En un paisaje idílico cuya perspectiva cierran unas montañas rosas y violetas, unas mujeres tocan la flauta y bailan ante un gigantesco ídolo de piedra. Adoran a la diosa Hina (la luna), que Gauguin también representó en un lienzo ejecutado en 1893, Hina Maruru (Fiesta de Hina) (W 500).

El paisaje, construido mediante superficies de color imbricadas de abajo a arriba en la composición, se lee en ese mismo sentido como una estampa japonesa. El fuste de un enorme árbol divide el espacio en dos partes, ocupando la música el primer plano y el baile el término medio.
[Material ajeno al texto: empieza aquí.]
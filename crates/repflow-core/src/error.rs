//! Core error types for repflow-core.
//!
//! Invalid state-machine transitions are deliberately NOT errors -- the
//! engines signal them by returning `None` so a stray double-tap never
//! crashes the host. Errors here cover construction validation and
//! catalog/config file handling only.

use std::path::PathBuf;
use thiserror::Error;

/// Core error type for repflow-core.
#[derive(Error, Debug)]
pub enum CoreError {
    /// Validation errors
    #[error("Validation error: {0}")]
    Validation(#[from] ValidationError),

    /// Configuration-related errors
    #[error("Configuration error: {0}")]
    Config(#[from] ConfigError),

    /// IO errors
    #[error("IO error: {0}")]
    Io(#[from] std::io::Error),

    /// Serialization/deserialization errors
    #[error("JSON error: {0}")]
    Json(#[from] serde_json::Error),

    /// Generic errors with context
    #[error("{0}")]
    Custom(String),
}

/// Validation errors.
#[derive(Error, Debug)]
pub enum ValidationError {
    /// Empty collection
    #[error("Empty collection: {0}")]
    EmptyCollection(String),

    /// Missing required field on a catalog record
    #[error("Missing required field '{field}' on catalog record {index}")]
    MissingField { field: &'static str, index: usize },

    /// Invalid value
    #[error("Invalid value for '{field}': {message}")]
    InvalidValue { field: String, message: String },
}

/// Configuration-specific errors.
#[derive(Error, Debug)]
pub enum ConfigError {
    /// Failed to load configuration
    #[error("Failed to load configuration from {path}: {message}")]
    LoadFailed { path: PathBuf, message: String },

    /// Failed to save configuration
    #[error("Failed to save configuration to {path}: {message}")]
    SaveFailed { path: PathBuf, message: String },

    /// Invalid configuration value
    #[error("Invalid configuration value for '{key}': {message}")]
    InvalidValue { key: String, message: String },

    /// Unknown configuration key
    #[error("Unknown configuration key: {0}")]
    UnknownKey(String),
}

/// Result type alias for CoreError
pub type Result<T, E = CoreError> = std::result::Result<T, E>;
El cuadro no es la transcripción de una escena ni de un paisaje real, sino una nueva composición a partir de elementos observados, que aparecen en otras obras del artista realizadas entre 1892 y 1894, por ejemplo, el mismo paisaje hace de telón de fondo en Pastorales tahitianas (W 470); el árbol de ancha copa amarilla del fondo también está presente en Fatata te Moua (Al pie de la montaña) (W 481) y en Nave nave Moe (La alegría del descanso) (W 512); el ídolo aparece igualmente en Parahi te Marahe (Ahí está el templo) (W 483) y en Nave nave Moe (La alegría del descanso) (W 512); por lo que se refiere exclusivamente a las mujeres que bailan, pueden verse Mahana no Atua (Día del Señor) (W 513), y a las dos mujeres sentadas Arearea I y II (Alegría) (W 468 y 469); en cuanto a la flautista sola, es interesante la comparación con Parau Parau (Palabras susurradas) (W 472) y Hina Maruru (Fiesta en Hina) (W 500).
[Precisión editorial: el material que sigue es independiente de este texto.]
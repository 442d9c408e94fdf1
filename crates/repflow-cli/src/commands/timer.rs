use clap::Subcommand;
use repflow_core::format_mmss;

use crate::state::{load_state, save_state};

#[derive(Subcommand)]
pub enum TimerAction {
    /// Start, or resume from pause
    Start,
    /// Pause, banking the running interval
    Pause,
    /// Back to idle, elapsed time discarded
    Reset,
    /// Print current timer state as JSON
    Status,
}

pub fn run(action: TimerAction) -> Result<(), Box<dyn std::error::Error>> {
    let mut state = load_state();

    match action {
        TimerAction::Start => match state.timer.start() {
            Some(event) => println!("{}", serde_json::to_string_pretty(&event)?),
            None => println!("{}", serde_json::json!({ "status": "already_running" })),
        },
        TimerAction::Pause => match state.timer.pause() {
            Some(event) => println!("{}", serde_json::to_string_pretty(&event)?),
            None => println!("{}", serde_json::json!({ "status": "not_running" })),
        },
        TimerAction::Reset => {
            let event = state.timer.reset_with_event();
            println!("{}", serde_json::to_string_pretty(&event)?);
        }
        TimerAction::Status => {
            let elapsed = state.timer.elapsed_secs();
            let status = serde_json::json!({
                "state": state.timer.state(),
                "elapsed_secs": elapsed,
                "display": format_mmss(elapsed),
            });
            println!("{}", serde_json::to_string_pretty(&status)?);
        }
    }

    save_state(&state)?;
    Ok(())
}
use clap::{Parser, Subcommand};

mod commands;
mod state;

#[derive(Parser)]
#[command(name = "repflow-cli", version, about = "Repflow CLI")]
struct Cli {
    #[command(subcommand)]
    command: Commands,
}

#[derive(Subcommand)]
enum Commands {
    /// Browse the workout catalog
    Catalog {
        #[command(subcommand)]
        action: commands::catalog::CatalogAction,
    },
    /// Daily challenge rotation
    Challenge {
        #[command(subcommand)]
        action: commands::challenge::ChallengeAction,
    },
    /// Workout selection cart
    Cart {
        #[command(subcommand)]
        action: commands::cart::CartAction,
    },
    /// Session control
    Session {
        #[command(subcommand)]
        action: commands::session::SessionAction,
    },
    /// Workout timer control
    Timer {
        #[command(subcommand)]
        action: commands::timer::TimerAction,
    },
    /// Configuration management
    Config {
        #[command(subcommand)]
        action: commands::config::ConfigAction,
    },
}

fn main() {
    let cli = Cli::parse();
    let result = match cli.command {
        Commands::Catalog { action } => commands::catalog::run(action),
        Commands::Challenge { action } => commands::challenge::run(action),
        Commands::Cart { action } => commands::cart::run(action),
        Commands::Session { action } => commands::session::run(action),
        Commands::Timer { action } => commands::timer::run(action),
        Commands::Config { action } => commands::config::run(action),
    };

    if let Err(e) = result {
        eprintln!("error: {e}");
        std::process::exit(1);
    }
}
Gauguin se había ido a Tahití con el objetivo de conocer la antigua civilización maorí, amenazada por la colonización y la cristianización. A través de sus cuadros, pretendía resucitar aquel «antaño» sagrado en el que el hombre vivía en armonía con la naturaleza y volver a encontrar, lejos de Europa, los dioses huidos y el paraíso original. Poco tiempo después de su llegada, emprendió un viaje por la isla con el fin de descubrir lugares a los que todavía no hubiera llegado la corrupción y la decadencia que reinaban en Papeete. «Me alejo del camino que bordea el mar y me adentro por un bosque que sube hasta bastante altura en la montaña. Llego a un vallecito. Los escasos habitantes que lo habitan quieren seguir viviendo como antaño». Gauguin desarrollaría en la versión definitiva de Noa Noa estas breves líneas anotadas sobre la marcha en el primer manuscrito del texto; constituyen la explicación que ofrece el artista de su lienzo Mata Mua, auténtico himno en honor de la mujer maorí: «En tiempos de abundancia, de importancia social, de gloria nacional, cuando la raza autóctona reinaba en las islas y todavía no había acogido al extranjero, en tiempos de los dioses, ¡Matamua! La leyenda halla por doquier fundamento en esta tierra fabulosa por naturaleza, pero es a la divinidad femenina Hina, diosa de la mentira y de la piedad, a la que más se entregan estos hombres de otros tiempos. La luna tiene sus festividades que se celebran con besos, con cantos, con bailes, que celebra la naturaleza mediante inefables prodigios [...]. Las mujeres siguen fieles a los dioses muertos por una nostalgia instintiva. Sus placeres y sus terrores habitan siempre Matamua. Así es como el artista ha visto a la mujer pueril y majestuosa que encarna el símbolo de toda una raza antigua, y se ha encargado de expresar en la obra pintada los secretos que le arrebató al culto difunto del que ella fue ídolo y sacerdotisa, y a la naturaleza de la que es algo así como una síntesis maravillosa».

El lienzo, que no halló comprador en la subasta que Gauguin organizó en 1895 para costearse su segundo viaje a Oceanía, se rebajó al precio de quinientos francos fijado por el artista. Luego ingresó en la célebre colección de Gustave Fayet y pasó sucesivamente por distintas manos privadas antes de que, en mayo de 1984, lo adquirieran por un precio récord y a partes iguales el barón Hans Heinrich Thyssen-Bornemisza y Jaime Ortiz-Patiño. Cuando éste último puso el cuadro en venta en 1989, el barón Thyssen compró la otra mitad, convirtiéndose en propietario único del mismo.